In Las Palmas de Gran Canaria wurde am Freitagabend ein 23-jähriger Mann von der Polizei festgenommen, nachdem er einen 44-jährigen Mann mit einem Messer verletzt hatte. Die Tat ereignete sich in der Nähe einer Tankstelle an der Carretera de Chile, einer vielbefahrenen Straße in der Stadt.
Der 44-Jährige wurde mit blutenden Schnittwunden am Oberschenkel und Gesäß vor dem Tankstellenbereich gefunden. Daraufhin wurde sofort der städtische Notfalldienst alarmiert. Das Opfer gab gegenüber der Polizei an, dass sich der Angreifer nur wenige Meter entfernt aufhielt.

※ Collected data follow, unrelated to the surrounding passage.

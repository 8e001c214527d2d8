//! SFTP file server backed by the local filesystem

mod server;
mod status;

pub use server::{FileServer, MAX_NAMES_PER_READDIR, MAX_READ_LEN};
pub use status::status_from_io;
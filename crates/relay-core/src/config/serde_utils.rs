//! Serde helpers for configuration values
//!
//! Durations are written as whole seconds, which reads naturally in TOML.

use serde::{Deserialize, Deserializer, Serializer};
use std::time::Duration;

/// `Duration` as a whole number of seconds
pub mod duration_secs {
    use super::*;

    pub fn serialize<S: Serializer>(duration: &Duration, serializer: S) -> Result<S::Ok, S::Error> {
        serializer.serialize_u64(duration.as_secs())
    }

    pub fn deserialize<'de, D: Deserializer<'de>>(deserializer: D) -> Result<Duration, D::Error> {
        u64::deserialize(deserializer).map(Duration::from_secs)
    }
}

/// Helper module for optional Duration serialization as seconds
///
/// A missing value means "no limit".
pub mod option_duration_secs {
    use super::*;

    /// Serialize an optional Duration as seconds
    pub fn serialize<S>(duration: &Option<Duration>, serializer: S) -> Result<S::Ok, S::Error>
    where
        S: Serializer,
    {
        match duration {
            Some(d) => serializer.serialize_some(&d.as_secs()),
            None => serializer.serialize_none(),
        }
    }

    /// Deserialize an optional Duration from seconds
    pub fn deserialize<'de, D>(deserializer: D) -> Result<Option<Duration>, D::Error>
    where
        D: Deserializer<'de>,
    {
        let secs = Option::<u64>::deserialize(deserializer)?;
        Ok(secs.map(Duration::from_secs))
    }
}
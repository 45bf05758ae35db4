//! SSG engine descriptor model.

use crate::EngineId;
use serde::{Deserialize, Serialize};

/// Immutable description of one static-site-generator engine.
#[derive(Debug, Clone, PartialEq, Serialize, Deserialize)]
pub struct EngineDescriptor {
    pub id: EngineId,
    pub display_name: String,
    /// Scales one-time setup cost. Baseline 1.0; always positive.
    /// Never applied to monthly cost.
    pub build_complexity_multiplier: f64,
    /// Informational ecosystem tag ("react", "go", ...) consumed by
    /// scoring heuristics only.
    pub ecosystem: String,
}

impl EngineDescriptor {
    pub fn new(
        id: EngineId,
        display_name: &str,
        build_complexity_multiplier: f64,
        ecosystem: &str,
    ) -> Self {
        debug_assert!(
            build_complexity_multiplier > 0.0,
            "build complexity multiplier must be positive"
        );
        Self {
            id,
            display_name: display_name.to_string(),
            build_complexity_multiplier,
            ecosystem: ecosystem.to_string(),
        }
    }
}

Nachdem die Polizei den Verdächtigen ansprach, versuchte dieser zunächst zu fliehen. Die Flucht endete in einer nahegelegenen Industriehalle, wo die Beamten den 23-Jährigen festnehmen konnten. Er wird wegen Körperverletzung und Widerstands gegen die Staatsgewalt verdächtigt. Bei der Festnahme klagte der Tatverdächtige über leichte Schmerzen an Hand und Knie, weshalb er medizinisch versorgt wurde.
Das Opfer wurde umgehend in die Notaufnahme gebracht, sein Zustand ist derzeit nicht näher bekannt. Die Polizei hat die Ermittlungen zur Klärung der genauen Hintergründe aufgenommen. Bislang gibt es keine Hinweise auf eine weitergehende Gefahr für die Öffentlichkeit.

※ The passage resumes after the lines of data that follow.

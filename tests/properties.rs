//! Cross-cutting engine properties.
//!
//! Totality, monotonicity, independence, and determinism checks that
//! sweep the whole built-in catalog rather than single pairings.

use sitesmith::{
    recommend_engine, resolve_variant, score, ClientRequirements, ContentVolume, EngineId,
    ProviderId, StackCatalog, StackError,
};
use sitesmith::cost::{estimate, TEAM_CALIBRATION};
use yare::parameterized;

fn requirement_grid() -> Vec<ClientRequirements> {
    let mut grid = Vec::new();
    for budget in [false, true] {
        for technical in [false, true] {
            for performance in [false, true] {
                for volume in [ContentVolume::Small, ContentVolume::Medium, ContentVolume::Large] {
                    grid.push(
                        ClientRequirements::new()
                            .budget_conscious(budget)
                            .technical_team(technical)
                            .performance_critical(performance)
                            .content_volume(volume),
                    );
                }
            }
        }
    }
    grid
}

/// Engine recommendation is total: every provider and every requirement
/// combination yields a supported engine.
#[test]
fn test_recommendation_totality_over_grid() {
    let catalog = StackCatalog::with_defaults();
    for provider in catalog.providers() {
        for reqs in requirement_grid() {
            let engine = recommend_engine(provider, &reqs);
            assert!(
                provider.supports(&engine),
                "{} -> {engine} unsupported",
                provider.id
            );
        }
    }
}

/// Template resolution is total and non-empty for every validated pair.
#[test]
fn test_variant_totality() {
    let catalog = StackCatalog::with_defaults();
    for provider in catalog.providers() {
        for engine in &provider.supported_engines {
            assert!(!resolve_variant(engine, &provider.id).is_empty());
        }
    }
}

/// Increasing the volume tier never decreases the monthly range.
#[test]
fn test_monthly_cost_monotonic_in_volume() {
    let catalog = StackCatalog::with_defaults();
    let tiers = [ContentVolume::Small, ContentVolume::Medium, ContentVolume::Large];
    for provider in catalog.providers() {
        let engine = provider.supported_engines[0].clone();
        let mut last_max = 0;
        for volume in tiers {
            let est = estimate(&catalog, &provider.id, &engine, volume, 2, None).unwrap();
            assert!(
                est.monthly_cost_range.max >= last_max,
                "{} shrank at {volume:?}",
                provider.id
            );
            last_max = est.monthly_cost_range.max;
        }
    }
}

/// Increasing team size along the calibration points never decreases
/// the monthly range.
#[test]
fn test_monthly_cost_monotonic_in_team_size() {
    let catalog = StackCatalog::with_defaults();
    for provider in catalog.providers() {
        let engine = provider.supported_engines[0].clone();
        let mut last_max = 0;
        for &(team_size, _) in TEAM_CALIBRATION {
            let est = estimate(
                &catalog,
                &provider.id,
                &engine,
                ContentVolume::Medium,
                team_size,
                None,
            )
            .unwrap();
            assert!(est.monthly_cost_range.max >= last_max, "{}", provider.id);
            last_max = est.monthly_cost_range.max;
        }
    }
}

/// Engine choice moves setup cost only; monthly estimates must be
/// identical across every engine a provider supports.
#[test]
fn test_engine_multiplier_independent_of_monthly() {
    let catalog = StackCatalog::with_defaults();
    for provider in catalog.providers() {
        let mut monthly = None;
        for engine in &provider.supported_engines {
            let est = estimate(
                &catalog,
                &provider.id,
                engine,
                ContentVolume::Medium,
                5,
                None,
            )
            .unwrap();
            match &monthly {
                None => monthly = Some(est.monthly_cost_range),
                Some(expected) => assert_eq!(
                    est.monthly_cost_range, *expected,
                    "{} monthly moved with engine {engine}",
                    provider.id
                ),
            }
        }
    }
}

/// Scoring has no hidden state: repeated calls agree exactly.
#[test]
fn test_score_determinism_over_grid() {
    let catalog = StackCatalog::with_defaults();
    for provider in catalog.providers() {
        for reqs in requirement_grid() {
            assert_eq!(score(provider, &reqs), score(provider, &reqs));
        }
    }
}

/// The breakdown sums to the quoted monthly total for every provider.
#[test]
fn test_breakdown_additivity_over_catalog() {
    let catalog = StackCatalog::with_defaults();
    for provider in catalog.providers() {
        let engine = provider.supported_engines[0].clone();
        let est = estimate(
            &catalog,
            &provider.id,
            &engine,
            ContentVolume::Large,
            5,
            None,
        )
        .unwrap();
        let flat = est.breakdown.hosting_monthly + est.breakdown.maintenance_monthly;
        assert_eq!(
            est.total_monthly_range.max,
            est.breakdown.provider_monthly.max + flat,
            "{}",
            provider.id
        );
    }
}

#[parameterized(
    provider_lookup = { "does-not-exist" },
    provider_typo = { "sanityy" },
)]
fn test_unknown_provider_never_partial(token: &str) {
    let catalog = StackCatalog::with_defaults();
    let err = catalog.get_provider(&ProviderId::parse(token)).unwrap_err();
    match err {
        StackError::ProviderNotFound { id, known } => {
            assert_eq!(id.as_str(), token);
            assert!(!known.is_empty());
        }
        other => panic!("expected ProviderNotFound, got {other:?}"),
    }
}

#[test]
fn test_unknown_engine_never_partial() {
    let catalog = StackCatalog::with_defaults();
    assert!(matches!(
        catalog.get_engine(&EngineId::parse("jekyll")),
        Err(StackError::EngineNotFound { .. })
    ));
}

Der Vorfall an einer belebten Stelle der Stadt unterstreicht die Bedeutung der schnellen Reaktion der Einsatzkräfte. Die Ermittlungen laufen weiterhin, um die Ursache der Auseinandersetzung zu ermitteln und mögliche weitere Verdächtige auszuschließen. Die Polizei bittet Zeugen, die den Vorfall beobachtet haben, sich zu melden.